Deputies dismantled about 65 marijuana grow houses during that 
operation, according to Hillsborough County Sheriff David Gee.

About 50 locations were targeted. Investigators seized about 5,800 
plants and about 3,200 pounds of marijuana from houses stretching from 
Tampa to Thonotosassa.

The amount of drugs at each location, like the houses, ranged from 
modest to expansive. A $345,000 house in Odessa owned by Patrick Early, 
32, for instance, contained 72 pounds of marijuana, investigators said. 
A $140,000 Tampa house owned by Amaury Gonzalez, 45, contained 33 
marijuana plants, detectives said. Both homeowners are charged with 
felony marijuana trafficking, among other charges.

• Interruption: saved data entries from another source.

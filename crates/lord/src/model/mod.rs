//! High-level model wrapper.
//!
//! - [`LordModel`]: rule-set classifier with training, prediction and
//!   introspection
//! - [`LordConfig`]: training configuration built with a validating builder
//! - [`ModelEvaluation`]: confusion matrix and per-class scores
//!
//! # Example
//!
//! ```
//! use lord::model::{LordConfig, LordModel};
//! use lord::testing::reference_dataset;
//!
//! let data = reference_dataset();
//! let model = LordModel::train(&data, LordConfig::default()).unwrap();
//!
//! let class = model.predict(&[1, 3, 9, 10]);
//! assert_eq!(class, 13);
//!
//! for rule in model.rule_list() {
//!     println!("{rule}");
//! }
//! ```

mod config;
mod eval;
mod lord;

pub use config::{ConfigError, LordConfig};
pub use eval::{ClassScores, EvalError, ModelEvaluation};
pub use lord::{LordModel, Prediction};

About 70 people have been arrested since February, Gee said. Some are 
cooperating with law enforcement.

While against the law to grow pot, burning it provided a good deal of 
energy, according to John Wilson, vice president of business development 
for Recycled Energy Development, a Westmont, Ill.-based waste-to-energy 
company.

Burning a ton of pot, he said, would "light 40,000 100-watt light bulbs 
for an hour.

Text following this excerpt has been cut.